■ Saved data entries:
──────
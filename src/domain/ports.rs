use crate::domain::market::candle::{Candle, CandleBatch};
use crate::domain::market::timeframe::Timeframe;
use crate::domain::signals::types::{Direction, GateContext, SignalContract};
use crate::domain::zones::ZoneEvent;
use anyhow::Result;
use async_trait::async_trait;

/// Source of closed candles, ordered oldest first
#[async_trait]
pub trait CandleSource: Send + Sync {
    async fn fetch(&self, symbol: &str, timeframe: Timeframe, limit: usize) -> Result<CandleBatch>;
}

/// External market-structure gate deciding eligibility and direction
#[async_trait]
pub trait StructureGate: Send + Sync {
    async fn check(&self, symbol: &str) -> Result<GateContext>;
}

/// Chooses the base candle the level geometry is built from
pub trait FinalCandleSelector: Send + Sync {
    fn pick(&self, candles: &[Candle], direction: Direction) -> Option<Candle>;
}

/// Number of decimals prices of a symbol are rounded to
pub trait PricePrecision: Send + Sync {
    fn precision(&self, symbol: &str) -> u32;
}

/// Outbound channel for signals and zone transitions
#[async_trait]
pub trait SignalNotifier: Send + Sync {
    async fn notify_signal(&self, signal: &SignalContract) -> Result<()>;
    async fn notify_zone_event(&self, event: &ZoneEvent) -> Result<()>;
}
──────
■ What you have to do: For this exercise, write out all of the data exactly.

■ Answer for this exercise:
filename src/domain/ports.rs
use crate::domain::market::candle::{Candle, CandleBatch};
use crate::domain::market::timeframe::Timeframe;
use crate::domain::signals::types::{Direction, GateContext, SignalContract};
use crate::domain::zones::ZoneEvent;
use anyhow::Result;
use async_trait::async_trait;

/// Source of closed candles, ordered oldest first
#[async_trait]
pub trait CandleSource: Send + Sync {
    async fn fetch(&self, symbol: &str, timeframe: Timeframe, limit: usize) -> Result<CandleBatch>;
}

/// External market-structure gate deciding eligibility and direction
#[async_trait]
pub trait StructureGate: Send + Sync {
    async fn check(&self, symbol: &str) -> Result<GateContext>;
}

/// Chooses the base candle the level geometry is built from
pub trait FinalCandleSelector: Send + Sync {
    fn pick(&self, candles: &[Candle], direction: Direction) -> Option<Candle>;
}

/// Number of decimals prices of a symbol are rounded to
pub trait PricePrecision: Send + Sync {
    fn precision(&self, symbol: &str) -> u32;
}

/// Outbound channel for signals and zone transitions
#[async_trait]
pub trait SignalNotifier: Send + Sync {
    async fn notify_signal(&self, signal: &SignalContract) -> Result<()>;
    async fn notify_zone_event(&self, event: &ZoneEvent) -> Result<()>;
}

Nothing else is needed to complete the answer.